Print nothing except the lines of the listing below from the line with "let config = RunConfig::resolve(file, cli).unwrap();" to the line with "let logged: Vec<String> = config", each exactly as written, both ends included.

*Input data*.
§ §

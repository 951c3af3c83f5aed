//! Run configuration: built-in defaults, then the YAML file, then flags.

use anyhow::{Context, Result};
use hostspec_common::OsType;
use hostspec_engine::{EngineConfig, ReportFormat};
use hostspec_profile::Impact;
use hostspec_providers::target::ConnectOptions;
use hostspec_providers::Target;
use serde::Deserialize;
use std::path::{Path, PathBuf};
use std::time::Duration;

const DEFAULT_TIMEOUT_SECS: u64 = 30;
const DEFAULT_JOBS: usize = 4;

/// Contents of a `--config` file. Every field is optional.
#[derive(Debug, Clone, Default, PartialEq, Deserialize)]
#[serde(default, deny_unknown_fields)]
pub struct FileConfig {
    pub target: Option<String>,
    pub os: Option<OsType>,
    pub ssh_key: Option<PathBuf>,
    pub ssh_password: Option<String>,
    pub timeout_secs: Option<u64>,
    pub jobs: Option<usize>,
    pub fail_threshold: Option<Impact>,
    pub format: Option<ReportFormat>,
    pub redact: Option<bool>,
    /// Extra regexes scrubbed from diagnostics.
    pub redaction_patterns: Vec<String>,
}

impl FileConfig {
    pub fn load(path: &Path) -> Result<Self> {
        let text = std::fs::read_to_string(path)
            .with_context(|| format!("Failed to read config {}", path.display()))?;
        serde_yaml::from_str(&text)
            .with_context(|| format!("Failed to parse config {}", path.display()))
    }
}

/// Values given on the command line.
#[derive(Debug, Clone, Default)]
pub struct Overrides {
    pub target: Option<Target>,
    pub os: Option<OsType>,
    pub ssh_key: Option<PathBuf>,
    pub ssh_password: Option<String>,
    pub timeout_secs: Option<u64>,
    pub jobs: Option<usize>,
    pub fail_threshold: Option<Impact>,
    pub format: Option<ReportFormat>,
}

/// Effective settings for one `exec`.
#[derive(Debug, Clone)]
pub struct RunConfig {
    pub target: Target,
    pub connect: ConnectOptions,
    pub engine: EngineConfig,
    pub fail_threshold: Impact,
    pub format: ReportFormat,
    pub redaction_patterns: Vec<String>,
}

impl RunConfig {
    pub fn resolve(file: FileConfig, cli: Overrides) -> Result<Self> {
        let target = match (cli.target, file.target) {
            (Some(target), _) => target,
            (None, Some(text)) => text
                .parse()
                .with_context(|| format!("Invalid target in config: {}", text))?,
            (None, None) => Target::Local,
        };

        let timeout = Duration::from_secs(
            cli.timeout_secs
                .or(file.timeout_secs)
                .unwrap_or(DEFAULT_TIMEOUT_SECS),
        );
        let jobs = cli.jobs.or(file.jobs).unwrap_or(DEFAULT_JOBS);
        if jobs == 0 {
            anyhow::bail!("jobs must be at least 1");
        }

        Ok(Self {
            target,
            connect: ConnectOptions {
                key_path: cli.ssh_key.or(file.ssh_key),
                password: cli.ssh_password.or(file.ssh_password),
                os: cli.os.or(file.os),
                timeout: Some(timeout),
            },
            engine: EngineConfig {
                timeout,
                jobs,
                redact: file.redact.unwrap_or(true),
            },
            fail_threshold: cli
                .fail_threshold
                .or(file.fail_threshold)
                .unwrap_or(Impact::None),
            format: cli.format.or(file.format).unwrap_or_default(),
            redaction_patterns: file.redaction_patterns,
        })
    }

    /// Settings as key/value pairs for logging. Values are not redacted.
    pub fn entries(&self) -> Vec<(&'static str, String)> {
        let mut entries = vec![
            ("target", self.target.to_string()),
            ("timeout_secs", self.engine.timeout.as_secs().to_string()),
            ("jobs", self.engine.jobs.to_string()),
            ("fail_threshold", self.fail_threshold.to_string()),
            ("redact", self.engine.redact.to_string()),
        ];
        if let Some(os) = self.connect.os {
            entries.push(("os", os.to_string()));
        }
        if let Some(key) = &self.connect.key_path {
            entries.push(("ssh_key", key.display().to_string()));
        }
        if let Some(password) = &self.connect.password {
            entries.push(("ssh_password", password.clone()));
        }
        entries
    }
}

#[cfg(test)]
mod tests {
    use super::*;
    use pretty_assertions::assert_eq;

    #[test]
    fn test_defaults() {
        let config = RunConfig::resolve(FileConfig::default(), Overrides::default()).unwrap();
        assert_eq!(config.target, Target::Local);
        assert_eq!(config.engine.timeout, Duration::from_secs(30));
        assert_eq!(config.engine.jobs, 4);
        assert!(config.engine.redact);
        assert_eq!(config.fail_threshold, Impact::None);
        assert_eq!(config.format, ReportFormat::Text);
    }

    #[test]
    fn test_flags_override_file() {
        let dir = tempfile::tempdir().unwrap();
        let path = dir.path().join("hostspec.yml");
        std::fs::write(
            &path,
            "target: ssh://deploy@db01:2222\ntimeout_secs: 10\njobs: 8\nfail_threshold: high\nformat: json\n",
        )
        .unwrap();
        let file = FileConfig::load(&path).unwrap();
        assert_eq!(file.fail_threshold, Some(Impact::High));

        let cli = Overrides {
            jobs: Some(2),
            ..Default::default()
        };
        let config = RunConfig::resolve(file, cli).unwrap();
        assert_eq!(
            config.target,
            Target::Ssh {
                user: "deploy".to_string(),
                host: "db01".to_string(),
                port: 2222,
            }
        );
        assert_eq!(config.engine.jobs, 2);
        assert_eq!(config.engine.timeout, Duration::from_secs(10));
        assert_eq!(config.connect.timeout, Some(Duration::from_secs(10)));
        assert_eq!(config.fail_threshold, Impact::High);
        assert_eq!(config.format, ReportFormat::Json);
    }

    #[test]
    fn test_entries_include_password_for_redaction() {
        let cli = Overrides {
            ssh_password: Some("hunter2".to_string()),
            ..Default::default()
        };
        let config = RunConfig::resolve(FileConfig::default(), cli).unwrap();
        let redactor = hostspec_redaction::Redactor::new();
        let logged: Vec<String> = config
            .entries()
            .into_iter()
            .map(|(k, v)| redactor.redact_key_value(k, &v).0)
            .collect();
        assert!(logged.contains(&"local".to_string()));
        assert!(!logged.iter().any(|v| v.contains("hunter2")));
    }

    #[test]
    fn test_unknown_key_rejected() {
        let dir = tempfile::tempdir().unwrap();
        let path = dir.path().join("bad.yml");
        std::fs::write(&path, "targte: local\n").unwrap();
        assert!(FileConfig::load(&path).is_err());
    }

    #[test]
    fn test_zero_jobs_rejected() {
        let cli = Overrides {
            jobs: Some(0),
            ..Default::default()
        };
        assert!(RunConfig::resolve(FileConfig::default(), cli).is_err());
    }
}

§ §

*Exercise response*.
        let config = RunConfig::resolve(file, cli).unwrap();
        assert_eq!(
            config.target,
            Target::Ssh {
                user: "deploy".to_string(),
                host: "db01".to_string(),
                port: 2222,
            }
        );
        assert_eq!(config.engine.jobs, 2);
        assert_eq!(config.engine.timeout, Duration::from_secs(10));
        assert_eq!(config.connect.timeout, Some(Duration::from_secs(10)));
        assert_eq!(config.fail_threshold, Impact::High);
        assert_eq!(config.format, ReportFormat::Json);
    }

    #[test]
    fn test_entries_include_password_for_redaction() {
        let cli = Overrides {
            ssh_password: Some("hunter2".to_string()),
            ..Default::default()
        };
        let config = RunConfig::resolve(FileConfig::default(), cli).unwrap();
        let redactor = hostspec_redaction::Redactor::new();
        let logged: Vec<String> = config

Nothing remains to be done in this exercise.